» Work task: Beginning with the first line, transcribe the entries below exactly through the line containing "pub enum Admission", inclusive.

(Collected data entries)
——————————
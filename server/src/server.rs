use std::collections::HashMap;
use std::net::{IpAddr, SocketAddr, TcpListener};
use std::num::Wrapping;
#[cfg(unix)]
use std::os::unix::io::RawFd;
use std::path::PathBuf;
use std::sync::Arc;

use chrono::{Local, NaiveDateTime};
use serde_json::{json, Value};
use thiserror::Error;
use tokio::sync::mpsc::{channel, Sender, UnboundedSender};
use tokio::sync::oneshot;

use system::{
    ConnectionId, DisconnectReason, Message, SessionMessage, UserEvent,
};

use crate::ban::{BanEntry, BanId, BanRegistry, EXPIRATION_FORMAT};
use crate::banlist_file::write_banlist_file;
use crate::config::ServerSettings;
use crate::connection::ConnectionEvent;
use crate::connection_tx_storage::{ConnectionTx, ConnectionTxStorage};
use crate::json_api::{pop_api_path, JsonApiMethod, JsonApiResult, JsonObject};
use crate::recording::recording_path;
use crate::session::{HostRequest, Outbox, Outgoing};
use crate::session_registry::{RegistryEvent, SessionRegistry};
use crate::snapshot::SnapshotProvider;

#[derive(Debug, Clone, Copy, PartialEq, Eq)]
pub enum LifecycleState {
    NotStarted,
    Running,
    Stopping,
    Stopped,
}

#[derive(Debug, Clone, Copy, PartialEq, Eq)]
pub enum ListenTarget {
    Address(SocketAddr),
    #[cfg(unix)]
    Inherited(RawFd),
}

#[derive(Debug, Clone, PartialEq, Eq)]
pub enum ServerNotice {
    Status { users: usize, sessions: usize },
    /// The listening socket must be closed.
    StopAccepting,
    Stopped,
}

#[derive(Debug, Error)]
pub enum ServerError {
    #[error("cannot listen on {target:?}: {source}")]
    Bind {
        target: ListenTarget,
        #[source]
        source: std::io::Error,
    },
    #[error("server was already started")]
    AlreadyStarted,
}

#[derive(Debug, Clone, Copy, PartialEq, Eq)]
pub enum Admission {
    Accepted(ConnectionId),
    Rejected(DisconnectReason),
}

#[derive(Debug, Clone, Default)]
pub struct ServerOptions {
    pub recording: Option<String>,
    pub auto_stop: bool,
}

/// The server process core. Everything runs on the caller's thread;
/// effects on connections are collected and drained with [`Server::take_outgoing`].
pub struct Server {
    state: LifecycleState,
    options: ServerOptions,
    settings: ServerSettings,
    registry: SessionRegistry,
    bans: Box<dyn BanRegistry + Send>,
    connection_id_source: Wrapping<ConnectionId>,
    connections: HashMap<ConnectionId, IpAddr>,
    outbox: Outbox,
    notices: Vec<ServerNotice>,
    bans_changed: bool,
}

impl Server {
    pub fn new(
        options: ServerOptions,
        settings: ServerSettings,
        bans: Box<dyn BanRegistry + Send>,
        snapshots: Arc<dyn SnapshotProvider>,
    ) -> Self {
        Self {
            state: LifecycleState::NotStarted,
            options,
            settings,
            registry: SessionRegistry::new(snapshots),
            bans,
            connection_id_source: Wrapping(0),
            connections: HashMap::new(),
            outbox: Outbox::new(),
            notices: Vec::new(),
            bans_changed: false,
        }
    }

    pub fn state(&self) -> LifecycleState {
        self.state
    }

    pub fn settings(&self) -> &ServerSettings {
        &self.settings
    }

    pub fn registry(&self) -> &SessionRegistry {
        &self.registry
    }

    pub fn registry_mut(&mut self) -> &mut SessionRegistry {
        &mut self.registry
    }

    /// Binds the listening socket. A failure leaves the server not started.
    pub fn start(&mut self, target: ListenTarget) -> Result<TcpListener, ServerError> {
        if self.state != LifecycleState::NotStarted {
            return Err(ServerError::AlreadyStarted);
        }
        let listener = match target {
            ListenTarget::Address(addr) => TcpListener::bind(addr),
            #[cfg(unix)]
            ListenTarget::Inherited(fd) => {
                use std::os::unix::io::FromRawFd;
                // The descriptor is handed over by the process supervisor and owned from here on.
                let listener = unsafe { TcpListener::from_raw_fd(fd) };
                listener.local_addr().map(|_| listener)
            }
        }
        .map_err(|source| ServerError::Bind { target, source })?;

        self.state = LifecycleState::Running;
        match listener.local_addr() {
            Ok(addr) => log::info!("Listening on {}", addr),
            Err(_) => log::info!("Listening on {:?}", target),
        }
        self.push_status();
        Ok(listener)
    }

    pub fn connect(&mut self, peer: IpAddr) -> Admission {
        if self.state != LifecycleState::Running {
            return Admission::Rejected(DisconnectReason::Shutdown);
        }
        if self.bans.is_address_banned(&peer) {
            log::info!("Rejected banned address {}", peer);
            return Admission::Rejected(DisconnectReason::Banned);
        }

        let id = match self.next_connection_id() {
            Some(id) => id,
            None => {
                log::warn!("Rejected {}: all connection ids are in use", peer);
                return Admission::Rejected(DisconnectReason::ServerFull);
            }
        };
        self.connections.insert(id, peer);
        log::info!("Accepted connection {} from {}", id, peer);
        self.push_status();
        Admission::Accepted(id)
    }

    fn next_connection_id(&mut self) -> Option<ConnectionId> {
        for _ in 0..=ConnectionId::MAX {
            self.connection_id_source += Wrapping(1);
            let id = self.connection_id_source.0;
            if !self.connections.contains_key(&id) {
                return Some(id);
            }
        }
        None
    }

    pub fn handle_message(&mut self, from: ConnectionId, message: SessionMessage) {
        if !self.connections.contains_key(&from) {
            log::warn!("Message from unknown connection {}", from);
            return;
        }
        if self.state != LifecycleState::Running {
            log::debug!("Ignoring message from {} while shutting down", from);
            return;
        }

        let session_id = message.session_id;
        let result = match message.message {
            Message::Host {
                name,
                alias,
                width,
                height,
                user_limit,
                mode,
            } => {
                let request = HostRequest {
                    alias,
                    width,
                    height,
                    user_limit,
                    mode,
                };
                self.registry
                    .host(from, &name, request, &self.settings, &mut self.outbox)
                    .map(|_| ())
            }
            Message::UserInfo {
                event: UserEvent::Join,
                name,
                ..
            } => self
                .registry
                .join(from, session_id, &name, &mut self.outbox)
                .map(|_| ()),
            message => self.registry.route(
                from,
                SessionMessage::new(session_id, message),
                &mut self.outbox,
            ),
        };

        if let Err(code) = result {
            log::info!("Request from connection {} failed: {:?}", from, code);
            self.outbox
                .send(from, SessionMessage::new(session_id, Message::Error(code)));
        }
        self.process_events();
    }

    pub fn disconnect(&mut self, from: ConnectionId, reason: UserEvent) {
        if self.connections.remove(&from).is_none() {
            return;
        }
        log::info!("Connection {} closed: {:?}", from, reason);
        self.registry.depart(from, reason, &mut self.outbox);
        self.process_events();
    }

    /// Begins shutdown. Completion is signalled by [`ServerNotice::Stopped`].
    pub fn stop(&mut self) {
        if self.state != LifecycleState::Running {
            log::debug!("Stop requested in state {:?}", self.state);
            return;
        }
        log::info!("Stopping server");
        self.state = LifecycleState::Stopping;
        self.notices.push(ServerNotice::StopAccepting);

        self.registry.stop_all(&mut self.outbox);
        for (&id, _) in self.connections.iter() {
            if self.registry.location(id).is_none() {
                self.outbox.close(id, DisconnectReason::Shutdown);
            }
        }
        self.process_events();
    }

    fn process_events(&mut self) {
        let events = self.registry.take_events();
        let mut stop_requested = false;

        for event in &events {
            match *event {
                RegistryEvent::SessionCreated(id) => self.assign_recording(id),
                RegistryEvent::UserLoggedIn { session, user } => {
                    log::debug!("User {} logged in to session {}", user, session)
                }
                RegistryEvent::SessionEnded(_) | RegistryEvent::UserDeparted { .. } => {
                    stop_requested |= self.options.auto_stop
                        && self.state == LifecycleState::Running
                        && self.registry.session_count() == 0
                        && self.registry.total_users() == 0;
                }
            }
        }

        if !events.is_empty() {
            self.push_status();
        }
        if self.state == LifecycleState::Stopping && self.registry.total_users() == 0 {
            self.state = LifecycleState::Stopped;
            log::info!("Server stopped");
            self.notices.push(ServerNotice::Stopped);
        }
        if stop_requested {
            log::info!("No sessions left, stopping automatically");
            self.stop();
        }
    }

    fn assign_recording(&mut self, id: system::SessionId) {
        let pattern = match &self.options.recording {
            Some(pattern) => pattern,
            None => return,
        };
        if let Some(session) = self.registry.session_mut(id) {
            let path = recording_path(pattern, &session.id_string(), session.alias(), &Local::now());
            session.set_recording_file(path);
        }
    }

    fn push_status(&mut self) {
        let users = self.registry.total_users();
        let sessions = self.registry.session_count();
        log::info!("Status: {} users in {} sessions", users, sessions);
        self.notices.push(ServerNotice::Status { users, sessions });
    }

    pub fn take_outgoing(&mut self) -> Vec<Outgoing> {
        self.outbox.drain()
    }

    pub fn take_notices(&mut self) -> Vec<ServerNotice> {
        std::mem::take(&mut self.notices)
    }

    /// Ban list contents, if they changed since the last call.
    pub fn take_banlist_changes(&mut self) -> Option<Vec<BanEntry>> {
        if std::mem::replace(&mut self.bans_changed, false) {
            Some(self.bans.list_bans())
        } else {
            None
        }
    }

    pub fn call_json_api(
        &mut self,
        method: JsonApiMethod,
        path: &[String],
        request: &JsonObject,
    ) -> JsonApiResult {
        let result = match pop_api_path(path) {
            (Some("server"), rest) if rest.is_empty() => self.server_api(method, request),
            (Some("sessions"), rest) => self.registry.call_sessions_api(
                method,
                rest,
                request,
                &self.settings,
                &mut self.outbox,
            ),
            (Some("banlist"), rest) => self.banlist_api(method, rest, request),
            _ => JsonApiResult::not_found(),
        };
        self.process_events();
        result
    }

    fn server_api(&mut self, method: JsonApiMethod, request: &JsonObject) -> JsonApiResult {
        match method {
            JsonApiMethod::Get => JsonApiResult::ok_from(&self.settings),
            JsonApiMethod::Update => match self.settings.update(request) {
                Ok(()) => {
                    log::info!("Server settings updated");
                    self.registry.allow_persistence(self.settings.persistence);
                    JsonApiResult::ok_from(&self.settings)
                }
                Err(err) => JsonApiResult::bad_request(&err.to_string()),
            },
            _ => JsonApiResult::bad_method(),
        }
    }

    fn banlist_api(
        &mut self,
        method: JsonApiMethod,
        path: &[String],
        request: &JsonObject,
    ) -> JsonApiResult {
        match (method, pop_api_path(path)) {
            (JsonApiMethod::Get, (None, _)) => JsonApiResult::ok_from(&self.bans.list_bans()),
            (JsonApiMethod::Create, (None, _)) => match parse_ban(request) {
                Ok((ip, subnet, expiration, comment)) => {
                    let entry = self.bans.add_ban(ip, subnet, expiration, comment);
                    self.bans_changed = true;
                    JsonApiResult::ok_from(&entry)
                }
                Err(message) => JsonApiResult::bad_request(message),
            },
            (JsonApiMethod::Delete, (Some(id), rest)) if rest.is_empty() => {
                match id.parse::<BanId>() {
                    Ok(id) if self.bans.delete_ban(id) => {
                        self.bans_changed = true;
                        JsonApiResult::ok(json!({ "status": "ok" }))
                    }
                    _ => JsonApiResult::not_found(),
                }
            }
            // a single entry can only be deleted
            (_, (Some(_), rest)) if rest.is_empty() => JsonApiResult::bad_method(),
            (_, (None, _)) => JsonApiResult::bad_method(),
            _ => JsonApiResult::not_found(),
        }
    }
}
——————————
» Exercise response:
filename server/src/server.rs
use std::collections::HashMap;
use std::net::{IpAddr, SocketAddr, TcpListener};
use std::num::Wrapping;
#[cfg(unix)]
use std::os::unix::io::RawFd;
use std::path::PathBuf;
use std::sync::Arc;

use chrono::{Local, NaiveDateTime};
use serde_json::{json, Value};
use thiserror::Error;
use tokio::sync::mpsc::{channel, Sender, UnboundedSender};
use tokio::sync::oneshot;

use system::{
    ConnectionId, DisconnectReason, Message, SessionMessage, UserEvent,
};

use crate::ban::{BanEntry, BanId, BanRegistry, EXPIRATION_FORMAT};
use crate::banlist_file::write_banlist_file;
use crate::config::ServerSettings;
use crate::connection::ConnectionEvent;
use crate::connection_tx_storage::{ConnectionTx, ConnectionTxStorage};
use crate::json_api::{pop_api_path, JsonApiMethod, JsonApiResult, JsonObject};
use crate::recording::recording_path;
use crate::session::{HostRequest, Outbox, Outgoing};
use crate::session_registry::{RegistryEvent, SessionRegistry};
use crate::snapshot::SnapshotProvider;

#[derive(Debug, Clone, Copy, PartialEq, Eq)]
pub enum LifecycleState {
    NotStarted,
    Running,
    Stopping,
    Stopped,
}

#[derive(Debug, Clone, Copy, PartialEq, Eq)]
pub enum ListenTarget {
    Address(SocketAddr),
    #[cfg(unix)]
    Inherited(RawFd),
}

#[derive(Debug, Clone, PartialEq, Eq)]
pub enum ServerNotice {
    Status { users: usize, sessions: usize },
    /// The listening socket must be closed.
    StopAccepting,
    Stopped,
}

#[derive(Debug, Error)]
pub enum ServerError {
    #[error("cannot listen on {target:?}: {source}")]
    Bind {
        target: ListenTarget,
        #[source]
        source: std::io::Error,
    },
    #[error("server was already started")]
    AlreadyStarted,
}

#[derive(Debug, Clone, Copy, PartialEq, Eq)]
pub enum Admission {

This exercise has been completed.